The Topline
- The Ontario government announced earlier this month that all employees return to office four days a week starting in November, and full-time in January.
- Major banks and corporations, including RBC, BMO and Rogers, have implemented their own return-to-office (RTO) mandates beginning in the fall
- An Angus Reid survey found 79 per cent of Canadian workers prefer remote or hybrid arrangements when asked to return to the office.
For innovation's sake
Office life is the company’s engine.
Senior executives seem to be banking on the idea that innovation requires friction. Data supports the idea that remote setups work fine for execution, but it’s lousy for invention. Inspiration often strikes by accident – y’know, overhearing a conversation on your way to the coffee room that ignites a new idea, or a little small-talk that evolves into a brain storm. You can’t replicate that through a webcam.
RTO supporters argue that if Canadians want its businesses to actually innovate – and they do – rather than just plod along, people need to be in the same room on the regular, rather than siloed at home.
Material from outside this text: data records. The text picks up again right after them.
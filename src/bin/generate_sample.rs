use anyhow::{Context, Result};

/// Minimal deterministic PRNG (xoshiro256**)
struct SimpleRng {
    state: [u64; 4],
}

impl SimpleRng {
    fn new(seed: u64) -> Self {
        let mut s = [0u64; 4];
        let mut x = seed;
        for slot in &mut s {
            x = x.wrapping_mul(6364136223846793005).wrapping_add(1);
            *slot = x;
        }
        SimpleRng { state: s }
    }

    fn next_u64(&mut self) -> u64 {
        let result = (self.state[1].wrapping_mul(5))
            .rotate_left(7)
            .wrapping_mul(9);
        let t = self.state[1] << 17;
        self.state[2] ^= self.state[0];
        self.state[3] ^= self.state[1];
        self.state[1] ^= self.state[2];
        self.state[0] ^= self.state[3];
        self.state[2] ^= t;
        self.state[3] = self.state[3].rotate_left(45);
        result
    }

    fn next_f64(&mut self) -> f64 {
        (self.next_u64() >> 11) as f64 / (1u64 << 53) as f64
    }

    /// Box-Muller transform for normal distribution
    fn gauss(&mut self, mean: f64, std_dev: f64) -> f64 {
        let u1 = self.next_f64().max(1e-15);
        let u2 = self.next_f64();
        let z = (-2.0 * u1.ln()).sqrt() * (2.0 * std::f64::consts::PI * u2).cos();
        mean + std_dev * z
    }

    /// True with probability `p`.
    fn chance(&mut self, p: f64) -> bool {
        self.next_f64() < p
    }
}

const ROWS: usize = 1000;
const MISSING_RATE: f64 = 0.03;

const HEADER: [&str; 10] = [
    "Temperature",
    "Humidite",
    "PM2.5",
    "PM10",
    "NO2",
    "SO2",
    "CO",
    "Proximite_zones_industrielles",
    "Densite_population",
    "Qualite_air",
];

/// Base level of each class: (label, mean PM2.5, mean NO2).
const CLASSES: [(&str, f64, f64); 4] = [
    ("bon", 8.0, 18.0),
    ("moyen", 22.0, 28.0),
    ("mauvais", 45.0, 40.0),
    ("dangereuse", 80.0, 55.0),
];

fn cell(rng: &mut SimpleRng, value: f64, decimals: usize) -> String {
    if rng.chance(MISSING_RATE) {
        String::new()
    } else {
        format!("{value:.decimals$}")
    }
}

fn main() -> Result<()> {
    let mut rng = SimpleRng::new(42);
    let output_path = std::env::args()
        .nth(1)
        .unwrap_or_else(|| "pollution.csv".to_string());

    let mut writer =
        csv::Writer::from_path(&output_path).with_context(|| format!("creating {output_path}"))?;
    writer.write_record(HEADER)?;

    for _ in 0..ROWS {
        // Skew towards the cleaner classes.
        let class = match rng.next_f64() {
            u if u < 0.4 => 0,
            u if u < 0.7 => 1,
            u if u < 0.9 => 2,
            _ => 3,
        };
        let (label, pm25_mean, no2_mean) = CLASSES[class];
        let severity = class as f64;

        let pm25 = rng.gauss(pm25_mean, pm25_mean * 0.25).max(0.5);
        let pm10 = (pm25 * 1.6 + rng.gauss(5.0, 4.0)).max(pm25);
        let no2 = rng.gauss(no2_mean, 6.0).max(1.0);
        let so2 = rng.gauss(4.0 + severity * 6.0, 3.0).max(0.1);
        let co = rng.gauss(1.0 + severity * 0.6, 0.3).max(0.05);
        let proximity = rng.gauss(12.0 - severity * 2.5, 2.0).max(0.5);
        let temperature = rng.gauss(28.0, 5.0);
        let humidity = rng.gauss(65.0, 12.0).clamp(10.0, 100.0);
        let density = rng.gauss(400.0 + severity * 120.0, 90.0).max(50.0).round();

        // CO is stored with its unit and the occasional placeholder.
        let co_cell = if rng.chance(MISSING_RATE) {
            "n/a".to_string()
        } else {
            format!("{co:.2}µg")
        };

        let record = [
            cell(&mut rng, temperature, 1),
            cell(&mut rng, humidity, 1),
            cell(&mut rng, pm25, 1),
            cell(&mut rng, pm10, 1),
            cell(&mut rng, no2, 1),
            cell(&mut rng, so2, 1),
            co_cell,
            cell(&mut rng, proximity, 1),
            format!("{density:.0}"),
            label.to_string(),
        ];
        writer.write_record(&record)?;
    }

    writer.flush()?;
    println!("Wrote {ROWS} measurements to {output_path}");
    Ok(())
}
Without in-person rituals and happy accidents, companies risk becoming a loose band of freelancers instead of a cohesive team. CEOs also worry that an entire generation of young workers risks missing out on professional osmosis — the subtle lessons picked up by watching how someone with more experience handles a client call or a crisis – which could lead to professional and financial stagnation down the line.
There’s also the macro argument. Downtown cores are dying. Office towers are empty, and satellite businesses like restaurants and coffee shops are struggling to survive while transit ridership stagnates. RTO isn’t simply about work culture, it’s about salvaging the urban economy from collapse.
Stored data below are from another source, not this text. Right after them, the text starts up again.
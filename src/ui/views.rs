use eframe::egui::{self, Color32, RichText, Ui};

use crate::analysis::missing::{REPORT_FILE_NAME, REPORT_MIME};
use crate::state::AppState;
use crate::ui::{heatmap, panels, plot, table};
use crate::view::{
    CorrelationPayload, DescriptivePayload, Figure, MissingColumnWarning, MissingPayload,
    OverviewPayload, PlotKind, View, ViewPayload, VisualPayload,
};

const TITLE: &str = "Étude de la Qualité de l'air et Pollution";

/// Actions a view asks for that need mutable access to the state.
#[derive(Default)]
struct Requests {
    save_report: bool,
}

// ---------------------------------------------------------------------------
// Central panel
// ---------------------------------------------------------------------------

/// Render the active view into the central panel.
pub fn central_panel(ui: &mut Ui, state: &mut AppState) {
    ui.heading(TITLE);
    ui.separator();

    if state.dataset.is_none() {
        ui.centered_and_justified(|ui: &mut Ui| {
            ui.label("Aucun jeu de données chargé. Utilisez File → Open… pour en ouvrir un.");
        });
        return;
    }

    if state.view == View::Visualizations {
        plot_kind_selector(ui, state);
    }

    let mut requests = Requests::default();
    egui::ScrollArea::vertical()
        .auto_shrink([false, false])
        .show(ui, |ui: &mut Ui| {
            let Some(payload) = &state.payload else {
                return;
            };
            match payload {
                ViewPayload::Overview(p) => overview(ui, p),
                ViewPayload::MissingValues(p) => missing_values(ui, p, &mut requests),
                ViewPayload::DescriptiveStats(p) => descriptive(ui, p),
                ViewPayload::Visualizations(p) => visualizations(ui, p),
                ViewPayload::Correlations(p) => correlations(ui, p),
            }
        });

    if requests.save_report {
        panels::save_report_dialog(state);
    }
}

fn plot_kind_selector(ui: &mut Ui, state: &mut AppState) {
    ui.heading("Visualisations");
    let mut selected = state.plot_kind;
    egui::ComboBox::from_label("Choisir le type de graphique :")
        .selected_text(selected.label())
        .show_ui(ui, |ui: &mut Ui| {
            for kind in PlotKind::ALL {
                ui.selectable_value(&mut selected, kind, kind.label());
            }
        });
    state.select_plot_kind(selected);
    ui.add_space(8.0);
}

fn warning(ui: &mut Ui, w: &MissingColumnWarning) {
    ui.colored_label(Color32::from_rgb(230, 140, 0), format!("⚠ {w}"))
        .on_hover_text(format!("Colonne attendue : {}", w.column));
}

// ---------------------------------------------------------------------------
// Views
// ---------------------------------------------------------------------------

fn overview(ui: &mut Ui, p: &OverviewPayload) {
    ui.heading("Aperçu des données brutes");
    table::preview_table(ui, &p.columns, &p.head);
    ui.add_space(12.0);

    ui.heading("Types de variables");
    table::dtype_table(ui, &p.dtypes);
    ui.add_space(12.0);

    ui.heading("Dimensions du jeu de données");
    ui.label(format!("{} lignes et {} colonnes", p.n_rows, p.n_cols));
}

fn missing_values(ui: &mut Ui, p: &MissingPayload, requests: &mut Requests) {
    ui.heading("Analyse des valeurs manquantes");
    table::missing_table(ui, &p.report);
    ui.add_space(6.0);

    if ui
        .button("Télécharger le rapport CSV")
        .on_hover_text(format!("{REPORT_FILE_NAME} ({REPORT_MIME})"))
        .clicked()
    {
        requests.save_report = true;
    }
    ui.add_space(12.0);

    ui.heading("Heatmap des valeurs manquantes");
    heatmap::missingness(ui, &p.columns, &p.matrix);
}

fn descriptive(ui: &mut Ui, p: &DescriptivePayload) {
    ui.heading("Statistiques descriptives");
    ui.label(RichText::new("Description statistique").strong());
    table::describe_table(ui, &p.summary);
    ui.add_space(12.0);

    match &p.classes {
        Some(classes) => {
            ui.heading("Répartition des classes de qualité d'air");
            table::class_table(ui, classes);
            plot::class_bars(ui, classes);
        }
        None => {
            if let Some(w) = &p.warning {
                warning(ui, w);
            }
        }
    }
}

fn visualizations(ui: &mut Ui, p: &VisualPayload) {
    if let Some(w) = &p.warning {
        warning(ui, w);
    }
    let Some(figure) = &p.figure else {
        return;
    };
    match figure {
        Figure::Histograms(h) => plot::histogram_grid(ui, h),
        Figure::Density(d) => plot::density_grid(ui, d),
        Figure::Boxplots(b) => plot::box_grid(ui, b),
        Figure::ScatterMatrix(m) => plot::matrix_grid(ui, "scatter_matrix", m),
        Figure::Pairplot(m) => plot::matrix_grid(ui, "pairplot", m),
    }
}

fn correlations(ui: &mut Ui, p: &CorrelationPayload) {
    ui.heading("Analyse de corrélation");
    if let Some(w) = &p.warning {
        warning(ui, w);
    }
    let Some(matrix) = &p.matrix else {
        return;
    };
    if p.coerced_columns > 0 {
        ui.label(
            RichText::new(format!("{} colonne(s) texte converties en nombres", p.coerced_columns))
                .small()
                .weak(),
        );
    }

    ui.label(RichText::new("Matrice de corrélation (Pearson)").strong());
    heatmap::correlation(ui, matrix);
    ui.add_space(12.0);

    ui.label(RichText::new("Corrélation avec la qualité de l'air").strong());
    plot::correlation_bars(ui, &p.against_class);
    table::correlation_list(ui, &p.against_class);
}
But the dark heart of the matter is that some bosses simply don’t trust that people are actually working from home. Reasonable or not, RTO reduces the gap between perceived and actual productivity, and in a lot of ways, what your manager perceives is the reality.
This matters at the individual level for performance reviews, for promotions, and for professional growth, as well as a sense of cohesion across the organization.
So what?
KPMG’s 2024 CEO survey found that 83 per cent of Canadian executives expect a full return-to-office in the next three years – and what they say goes, for better or worse.
RTO is about culture, mentorship, creativity, accountability, and, like it or not, optics. It’s inconvenient for employees, sure, but for companies trying to build cohesive teams to ensure financial stability at a challenging time for many organizations, the push for RTO makes sense, even if it’s ruthless and unpopular.
A waste of everyone’s time
Strip away the talking points and RTO looks a lot more like an executive power trip.
It’s easier to manage – or micromanage – when everyone is visible. And it’s reassuring for CEOs who don’t trust their staff, or who have large, unwieldy organizations to run.
But it’s 2025. The labour market is still very competitive for skilled roles and workers have leverage. Push too hard and the talent will walk. Multiple studies have found no performance benefit from RTO mandates, but instead lower job satisfaction and higher turnover after they’ve been implemented.
Parents, caregivers, and people with disabilities benefit disproportionately from remote work. Stripping away flexibility isn’t just inefficient, it actively pushes out talent that companies claim they want to attract. A rigid RTO mandate narrows the workforce pipeline and reduces diversity on a whole range of levels – in seniority and experience, in talent, in gender and culture representation, and so on.
Ontario unions have pushed back against the initiative, claiming it risks creating costly disruptions that are simply not necessary. Work-from-home setups may actually save organizations money from increasing worker retention.
The fact is, society has moved on. Everything is different now post-pandemic, and the expectations of the workers – the people who do the actual work that drives the economy – have evolved right along with it.
Then there’s the macro argument – it’s not the worker’s responsibility to “save downtown,” nor is it on them to subsidize real estate developers and other business owners. It’s not their fault that office rent prices have inflated, or that transit has been poorly designed to feed into a downtown core that has become functionally irrelevant because of the way society has shifted.
None of this makes enough meaningful sense to disrupt workflows and work patterns that have become established over the last five years.
So what?
RTO is about control, nostalgia for a by-gone era, and protecting downtown real estate values. Employees are productive from their home offices, and there are still plenty of organizations that offer flexibility. If companies insist on dragging people back, they may well have a whole different set of problems on their hands.